→ Work instructions: Keep every line in which "SequenceSummary" occurs and drop the rest of the data.

Collected data entries
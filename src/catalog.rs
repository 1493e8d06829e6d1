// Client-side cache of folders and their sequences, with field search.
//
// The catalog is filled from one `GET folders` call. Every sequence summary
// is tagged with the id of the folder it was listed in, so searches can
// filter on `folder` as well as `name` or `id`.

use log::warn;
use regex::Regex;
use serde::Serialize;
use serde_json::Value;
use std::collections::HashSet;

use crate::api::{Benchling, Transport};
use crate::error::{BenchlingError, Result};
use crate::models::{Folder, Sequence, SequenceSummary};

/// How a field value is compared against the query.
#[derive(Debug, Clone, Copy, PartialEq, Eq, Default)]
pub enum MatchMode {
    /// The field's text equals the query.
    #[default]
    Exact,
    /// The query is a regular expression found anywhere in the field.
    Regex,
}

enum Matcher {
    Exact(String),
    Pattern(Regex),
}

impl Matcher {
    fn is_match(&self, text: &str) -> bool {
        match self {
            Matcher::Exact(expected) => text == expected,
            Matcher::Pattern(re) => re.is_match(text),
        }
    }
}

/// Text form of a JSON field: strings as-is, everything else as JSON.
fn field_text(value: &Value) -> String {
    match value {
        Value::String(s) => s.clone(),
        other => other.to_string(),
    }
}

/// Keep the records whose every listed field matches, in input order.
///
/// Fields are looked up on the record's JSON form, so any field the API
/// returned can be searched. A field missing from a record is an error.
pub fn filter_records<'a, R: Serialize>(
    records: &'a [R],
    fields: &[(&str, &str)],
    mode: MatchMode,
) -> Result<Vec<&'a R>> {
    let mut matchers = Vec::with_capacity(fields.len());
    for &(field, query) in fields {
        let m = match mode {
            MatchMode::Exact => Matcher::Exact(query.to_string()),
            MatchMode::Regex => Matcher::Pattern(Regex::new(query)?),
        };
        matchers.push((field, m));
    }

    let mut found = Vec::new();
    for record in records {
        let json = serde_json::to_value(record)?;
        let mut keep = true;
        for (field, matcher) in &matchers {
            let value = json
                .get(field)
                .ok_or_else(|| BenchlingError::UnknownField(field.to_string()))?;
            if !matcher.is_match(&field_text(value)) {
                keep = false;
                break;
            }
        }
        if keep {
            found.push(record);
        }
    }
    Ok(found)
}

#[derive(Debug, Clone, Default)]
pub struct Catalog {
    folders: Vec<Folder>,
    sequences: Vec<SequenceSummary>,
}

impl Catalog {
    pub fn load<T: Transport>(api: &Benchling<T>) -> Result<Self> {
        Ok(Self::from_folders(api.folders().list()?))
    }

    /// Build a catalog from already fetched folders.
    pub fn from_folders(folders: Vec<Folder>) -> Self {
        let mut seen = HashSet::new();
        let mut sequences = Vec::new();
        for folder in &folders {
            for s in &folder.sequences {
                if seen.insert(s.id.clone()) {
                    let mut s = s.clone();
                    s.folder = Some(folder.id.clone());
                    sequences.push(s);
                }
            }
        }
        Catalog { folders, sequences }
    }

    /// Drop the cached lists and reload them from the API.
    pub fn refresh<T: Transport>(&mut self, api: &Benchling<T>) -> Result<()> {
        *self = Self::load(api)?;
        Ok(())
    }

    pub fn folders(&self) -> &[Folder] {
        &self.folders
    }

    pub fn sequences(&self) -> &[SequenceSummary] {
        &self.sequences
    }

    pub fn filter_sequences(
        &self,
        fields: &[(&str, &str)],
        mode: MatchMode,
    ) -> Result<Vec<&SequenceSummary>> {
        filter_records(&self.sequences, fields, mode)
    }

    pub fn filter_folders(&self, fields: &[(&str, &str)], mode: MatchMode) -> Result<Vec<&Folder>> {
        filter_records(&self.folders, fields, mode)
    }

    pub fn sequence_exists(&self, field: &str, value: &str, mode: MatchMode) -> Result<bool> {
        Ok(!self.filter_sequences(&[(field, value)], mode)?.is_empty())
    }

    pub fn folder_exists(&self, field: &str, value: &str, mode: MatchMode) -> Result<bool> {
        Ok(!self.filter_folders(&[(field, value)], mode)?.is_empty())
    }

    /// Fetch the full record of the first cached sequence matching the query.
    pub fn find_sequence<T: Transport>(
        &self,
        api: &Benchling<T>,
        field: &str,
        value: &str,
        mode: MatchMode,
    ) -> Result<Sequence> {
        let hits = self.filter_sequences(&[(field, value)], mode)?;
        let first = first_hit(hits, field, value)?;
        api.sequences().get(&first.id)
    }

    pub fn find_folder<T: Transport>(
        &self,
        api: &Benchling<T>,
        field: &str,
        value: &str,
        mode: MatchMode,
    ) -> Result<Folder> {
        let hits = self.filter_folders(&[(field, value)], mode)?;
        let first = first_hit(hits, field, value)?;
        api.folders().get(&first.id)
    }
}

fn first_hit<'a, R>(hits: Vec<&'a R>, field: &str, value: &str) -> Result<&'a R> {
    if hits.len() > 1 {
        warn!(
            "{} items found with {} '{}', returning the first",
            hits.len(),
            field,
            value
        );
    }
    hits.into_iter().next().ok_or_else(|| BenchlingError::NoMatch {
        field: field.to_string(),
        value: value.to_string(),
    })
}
==
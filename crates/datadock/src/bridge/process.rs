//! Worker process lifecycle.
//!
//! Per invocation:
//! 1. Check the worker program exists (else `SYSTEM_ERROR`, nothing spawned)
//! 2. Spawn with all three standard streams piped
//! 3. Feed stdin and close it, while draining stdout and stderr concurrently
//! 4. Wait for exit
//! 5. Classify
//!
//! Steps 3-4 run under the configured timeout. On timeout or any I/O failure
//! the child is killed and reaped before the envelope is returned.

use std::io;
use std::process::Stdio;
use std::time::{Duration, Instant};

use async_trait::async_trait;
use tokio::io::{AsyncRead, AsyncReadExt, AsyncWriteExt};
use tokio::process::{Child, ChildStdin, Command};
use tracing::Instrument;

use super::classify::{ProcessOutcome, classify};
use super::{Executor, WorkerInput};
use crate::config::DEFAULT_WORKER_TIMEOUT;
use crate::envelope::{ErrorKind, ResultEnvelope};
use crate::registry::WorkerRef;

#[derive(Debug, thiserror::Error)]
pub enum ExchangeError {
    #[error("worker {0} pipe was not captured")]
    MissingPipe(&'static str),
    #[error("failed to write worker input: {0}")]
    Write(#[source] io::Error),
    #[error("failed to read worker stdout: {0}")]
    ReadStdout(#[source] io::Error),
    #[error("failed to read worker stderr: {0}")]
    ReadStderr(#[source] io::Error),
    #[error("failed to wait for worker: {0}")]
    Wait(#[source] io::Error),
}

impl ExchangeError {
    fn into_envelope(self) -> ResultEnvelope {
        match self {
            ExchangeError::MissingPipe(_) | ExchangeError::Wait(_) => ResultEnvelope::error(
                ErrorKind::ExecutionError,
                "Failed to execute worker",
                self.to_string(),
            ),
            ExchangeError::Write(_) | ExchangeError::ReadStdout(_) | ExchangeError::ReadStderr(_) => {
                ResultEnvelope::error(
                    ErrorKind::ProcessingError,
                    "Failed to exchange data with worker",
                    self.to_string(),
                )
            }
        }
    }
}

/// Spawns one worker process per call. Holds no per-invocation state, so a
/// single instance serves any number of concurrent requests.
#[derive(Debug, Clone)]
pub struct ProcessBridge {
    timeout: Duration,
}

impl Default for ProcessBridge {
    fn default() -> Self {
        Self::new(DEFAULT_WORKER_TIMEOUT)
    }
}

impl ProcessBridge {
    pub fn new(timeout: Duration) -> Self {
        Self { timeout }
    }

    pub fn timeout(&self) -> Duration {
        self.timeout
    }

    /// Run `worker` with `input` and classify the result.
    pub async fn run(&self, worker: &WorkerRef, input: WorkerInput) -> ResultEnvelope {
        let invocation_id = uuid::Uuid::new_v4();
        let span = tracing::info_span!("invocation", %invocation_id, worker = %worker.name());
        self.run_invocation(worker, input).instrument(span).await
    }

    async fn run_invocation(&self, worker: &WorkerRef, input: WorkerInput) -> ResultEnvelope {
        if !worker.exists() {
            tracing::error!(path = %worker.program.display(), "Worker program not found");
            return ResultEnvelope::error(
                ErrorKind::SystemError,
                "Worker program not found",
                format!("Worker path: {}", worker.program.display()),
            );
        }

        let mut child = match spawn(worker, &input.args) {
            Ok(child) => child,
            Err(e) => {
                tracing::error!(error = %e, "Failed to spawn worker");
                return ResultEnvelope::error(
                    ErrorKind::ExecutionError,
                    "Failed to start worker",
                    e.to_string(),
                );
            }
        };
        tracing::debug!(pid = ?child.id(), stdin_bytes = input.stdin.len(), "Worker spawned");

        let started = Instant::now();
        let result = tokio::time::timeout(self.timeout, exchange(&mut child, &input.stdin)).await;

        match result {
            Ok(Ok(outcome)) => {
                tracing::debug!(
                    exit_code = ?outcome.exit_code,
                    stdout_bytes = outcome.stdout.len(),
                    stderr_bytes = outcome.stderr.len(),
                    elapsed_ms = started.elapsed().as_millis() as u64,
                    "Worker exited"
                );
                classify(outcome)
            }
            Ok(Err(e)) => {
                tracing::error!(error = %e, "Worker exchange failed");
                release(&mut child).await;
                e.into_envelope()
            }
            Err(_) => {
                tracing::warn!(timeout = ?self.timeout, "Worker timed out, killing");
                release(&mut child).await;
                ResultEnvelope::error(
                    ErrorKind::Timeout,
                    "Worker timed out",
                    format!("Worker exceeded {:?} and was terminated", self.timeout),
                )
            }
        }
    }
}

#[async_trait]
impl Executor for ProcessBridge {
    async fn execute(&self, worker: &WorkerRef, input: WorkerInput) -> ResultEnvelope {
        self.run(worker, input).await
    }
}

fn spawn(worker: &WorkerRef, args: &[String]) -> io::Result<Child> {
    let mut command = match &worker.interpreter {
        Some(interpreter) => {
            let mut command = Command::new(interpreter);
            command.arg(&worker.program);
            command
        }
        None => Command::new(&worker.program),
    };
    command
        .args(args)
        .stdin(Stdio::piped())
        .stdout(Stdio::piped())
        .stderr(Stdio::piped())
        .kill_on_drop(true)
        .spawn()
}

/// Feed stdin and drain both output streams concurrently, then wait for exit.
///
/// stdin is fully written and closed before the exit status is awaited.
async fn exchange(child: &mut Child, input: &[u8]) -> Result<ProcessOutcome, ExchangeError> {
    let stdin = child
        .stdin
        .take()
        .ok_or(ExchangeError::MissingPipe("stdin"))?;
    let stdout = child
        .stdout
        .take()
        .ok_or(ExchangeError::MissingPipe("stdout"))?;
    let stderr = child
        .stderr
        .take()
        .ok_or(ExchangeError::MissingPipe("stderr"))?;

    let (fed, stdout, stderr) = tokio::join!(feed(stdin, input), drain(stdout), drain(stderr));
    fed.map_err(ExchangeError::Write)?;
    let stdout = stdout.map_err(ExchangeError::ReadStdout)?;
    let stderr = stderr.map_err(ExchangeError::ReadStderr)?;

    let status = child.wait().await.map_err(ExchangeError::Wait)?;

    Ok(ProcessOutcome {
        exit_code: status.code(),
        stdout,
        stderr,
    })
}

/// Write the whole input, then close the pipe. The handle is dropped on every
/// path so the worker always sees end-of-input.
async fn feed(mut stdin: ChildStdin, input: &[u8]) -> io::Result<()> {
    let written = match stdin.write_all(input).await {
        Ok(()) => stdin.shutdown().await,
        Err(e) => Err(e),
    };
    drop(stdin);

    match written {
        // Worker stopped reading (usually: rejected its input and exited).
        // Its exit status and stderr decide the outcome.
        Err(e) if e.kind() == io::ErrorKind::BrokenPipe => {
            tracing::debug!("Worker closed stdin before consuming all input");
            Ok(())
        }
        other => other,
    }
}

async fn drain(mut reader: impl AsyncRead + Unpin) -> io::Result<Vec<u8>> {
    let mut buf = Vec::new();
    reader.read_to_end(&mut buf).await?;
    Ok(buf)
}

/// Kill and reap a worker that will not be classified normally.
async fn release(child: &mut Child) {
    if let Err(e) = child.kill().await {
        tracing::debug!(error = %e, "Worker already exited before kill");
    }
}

→ Written solution:
use crate::models::{Folder, Sequence, SequenceSummary};
    sequences: Vec<SequenceSummary>,
    pub fn sequences(&self) -> &[SequenceSummary] {
    ) -> Result<Vec<&SequenceSummary>> {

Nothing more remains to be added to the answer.